■ Collected data ■
********************
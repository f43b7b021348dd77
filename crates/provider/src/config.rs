//! Provider configuration

use gcompute_common::{Scope, ScopeKind};
use serde::{Deserialize, Serialize};
use std::time::Duration;

use crate::waiter::{WaitConfig, MAX_WAIT_TIMEOUT};

/// Provider configuration, owned by the orchestrator and injected into
/// every lifecycle call through [`crate::context::ProviderContext`]
#[derive(Debug, Clone, PartialEq, Serialize, Deserialize)]
#[serde(default)]
pub struct ProviderConfig {
    /// Project every entity lives in
    pub project: String,

    /// Region used for regional resources
    pub region: String,

    /// Zone used for zonal resources
    pub zone: String,

    /// Operation waiter settings
    pub wait: WaitSettings,
}

impl Default for ProviderConfig {
    fn default() -> Self {
        Self {
            project: "default-project".to_string(),
            region: "us-central1".to_string(),
            zone: "us-central1-a".to_string(),
            wait: WaitSettings::default(),
        }
    }
}

/// Waiter settings as written in the config file
#[derive(Debug, Clone, PartialEq, Serialize, Deserialize)]
#[serde(default)]
pub struct WaitSettings {
    /// Wall-clock budget for one operation
    pub timeout_secs: u64,

    /// Minimum time between two status queries
    pub min_interval_ms: u64,

    /// Upper bound for the backoff between status queries
    pub max_interval_secs: u64,

    /// Growth factor of the delay after each query
    pub backoff_multiplier: f64,
}

impl Default for WaitSettings {
    fn default() -> Self {
        Self {
            timeout_secs: 120,
            min_interval_ms: 1000,
            max_interval_secs: 10,
            backoff_multiplier: 2.0,
        }
    }
}

impl From<&WaitSettings> for WaitConfig {
    fn from(s: &WaitSettings) -> Self {
        WaitConfig {
            timeout: Duration::from_secs(s.timeout_secs),
            min_interval: Duration::from_millis(s.min_interval_ms),
            max_interval: Duration::from_secs(s.max_interval_secs),
            backoff_multiplier: s.backoff_multiplier,
        }
    }
}

impl ProviderConfig {
    /// Load configuration from file
    pub fn load(path: &std::path::Path) -> anyhow::Result<Self> {
        if path.exists() {
            let content = std::fs::read_to_string(path)?;
            let config: Self = toml::from_str(&content)?;
            config.validate()?;
            Ok(config)
        } else {
            Ok(Self::default())
        }
    }

    /// Save configuration to file
    pub fn save(&self, path: &std::path::Path) -> anyhow::Result<()> {
        let content = toml::to_string_pretty(self)?;
        if let Some(parent) = path.parent() {
            std::fs::create_dir_all(parent)?;
        }
        std::fs::write(path, content)?;
        Ok(())
    }

    pub fn validate(&self) -> gcompute_common::Result<()> {
        let invalid = |msg: &str| Err(gcompute_common::Error::InvalidConfig(msg.to_string()));
        if self.project.is_empty() {
            return invalid("project must not be empty");
        }
        if self.region.is_empty() || self.zone.is_empty() {
            return invalid("region and zone must not be empty");
        }
        if !self.wait.backoff_multiplier.is_finite() || self.wait.backoff_multiplier < 1.0 {
            return invalid("wait.backoff_multiplier must be a finite number of at least 1.0");
        }
        if self.wait.timeout_secs == 0 || self.wait.timeout_secs > MAX_WAIT_TIMEOUT.as_secs() {
            return Err(gcompute_common::Error::InvalidConfig(format!(
                "wait.timeout_secs must be between 1 and {}",
                MAX_WAIT_TIMEOUT.as_secs()
            )));
        }
        if self.wait.min_interval_ms == 0 {
            return invalid("wait.min_interval_ms must be greater than zero");
        }
        if self.wait.max_interval_secs > MAX_WAIT_TIMEOUT.as_secs() {
            return invalid("wait.max_interval_secs must not exceed the longest wait timeout");
        }
        if Duration::from_millis(self.wait.min_interval_ms) > Duration::from_secs(self.wait.timeout_secs) {
            return invalid("wait.min_interval_ms must not exceed wait.timeout_secs");
        }
        Ok(())
    }

    /// Waiter configuration derived from the `[wait]` table
    pub fn wait_config(&self) -> WaitConfig {
        WaitConfig::from(&self.wait)
    }

    /// Concrete scope for a resource type's scope kind
    pub fn scope_for(&self, kind: ScopeKind) -> Scope {
        match kind {
            ScopeKind::Global => Scope::Global,
            ScopeKind::Regional => Scope::Regional(self.region.clone()),
            ScopeKind::Zonal => Scope::Zonal(self.zone.clone()),
        }
    }
}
********************
■ Work order ■
All of the data above needs to be set down again exactly. Include every line.

■ The completed task ■
repository f43b7b021348dd77
filename crates/provider/src/config.rs
//! Provider configuration

use gcompute_common::{Scope, ScopeKind};
use serde::{Deserialize, Serialize};
use std::time::Duration;

use crate::waiter::{WaitConfig, MAX_WAIT_TIMEOUT};

/// Provider configuration, owned by the orchestrator and injected into
/// every lifecycle call through [`crate::context::ProviderContext`]
#[derive(Debug, Clone, PartialEq, Serialize, Deserialize)]
#[serde(default)]
pub struct ProviderConfig {
    /// Project every entity lives in
    pub project: String,

    /// Region used for regional resources
    pub region: String,

    /// Zone used for zonal resources
    pub zone: String,

    /// Operation waiter settings
    pub wait: WaitSettings,
}

impl Default for ProviderConfig {
    fn default() -> Self {
        Self {
            project: "default-project".to_string(),
            region: "us-central1".to_string(),
            zone: "us-central1-a".to_string(),
            wait: WaitSettings::default(),
        }
    }
}

/// Waiter settings as written in the config file
#[derive(Debug, Clone, PartialEq, Serialize, Deserialize)]
#[serde(default)]
pub struct WaitSettings {
    /// Wall-clock budget for one operation
    pub timeout_secs: u64,

    /// Minimum time between two status queries
    pub min_interval_ms: u64,

    /// Upper bound for the backoff between status queries
    pub max_interval_secs: u64,

    /// Growth factor of the delay after each query
    pub backoff_multiplier: f64,
}

impl Default for WaitSettings {
    fn default() -> Self {
        Self {
            timeout_secs: 120,
            min_interval_ms: 1000,
            max_interval_secs: 10,
            backoff_multiplier: 2.0,
        }
    }
}

impl From<&WaitSettings> for WaitConfig {
    fn from(s: &WaitSettings) -> Self {
        WaitConfig {
            timeout: Duration::from_secs(s.timeout_secs),
            min_interval: Duration::from_millis(s.min_interval_ms),
            max_interval: Duration::from_secs(s.max_interval_secs),
            backoff_multiplier: s.backoff_multiplier,
        }
    }
}

impl ProviderConfig {
    /// Load configuration from file
    pub fn load(path: &std::path::Path) -> anyhow::Result<Self> {
        if path.exists() {
            let content = std::fs::read_to_string(path)?;
            let config: Self = toml::from_str(&content)?;
            config.validate()?;
            Ok(config)
        } else {
            Ok(Self::default())
        }
    }

    /// Save configuration to file
    pub fn save(&self, path: &std::path::Path) -> anyhow::Result<()> {
        let content = toml::to_string_pretty(self)?;
        if let Some(parent) = path.parent() {
            std::fs::create_dir_all(parent)?;
        }
        std::fs::write(path, content)?;
        Ok(())
    }

    pub fn validate(&self) -> gcompute_common::Result<()> {
        let invalid = |msg: &str| Err(gcompute_common::Error::InvalidConfig(msg.to_string()));
        if self.project.is_empty() {
            return invalid("project must not be empty");
        }
        if self.region.is_empty() || self.zone.is_empty() {
            return invalid("region and zone must not be empty");
        }
        if !self.wait.backoff_multiplier.is_finite() || self.wait.backoff_multiplier < 1.0 {
            return invalid("wait.backoff_multiplier must be a finite number of at least 1.0");
        }
        if self.wait.timeout_secs == 0 || self.wait.timeout_secs > MAX_WAIT_TIMEOUT.as_secs() {
            return Err(gcompute_common::Error::InvalidConfig(format!(
                "wait.timeout_secs must be between 1 and {}",
                MAX_WAIT_TIMEOUT.as_secs()
            )));
        }
        if self.wait.min_interval_ms == 0 {
            return invalid("wait.min_interval_ms must be greater than zero");
        }
        if self.wait.max_interval_secs > MAX_WAIT_TIMEOUT.as_secs() {
            return invalid("wait.max_interval_secs must not exceed the longest wait timeout");
        }
        if Duration::from_millis(self.wait.min_interval_ms) > Duration::from_secs(self.wait.timeout_secs) {
            return invalid("wait.min_interval_ms must not exceed wait.timeout_secs");
        }
        Ok(())
    }

    /// Waiter configuration derived from the `[wait]` table
    pub fn wait_config(&self) -> WaitConfig {
        WaitConfig::from(&self.wait)
    }

    /// Concrete scope for a resource type's scope kind
    pub fn scope_for(&self, kind: ScopeKind) -> Scope {
        match kind {
            ScopeKind::Global => Scope::Global,
            ScopeKind::Regional => Scope::Regional(self.region.clone()),
            ScopeKind::Zonal => Scope::Zonal(self.zone.clone()),
        }
    }
}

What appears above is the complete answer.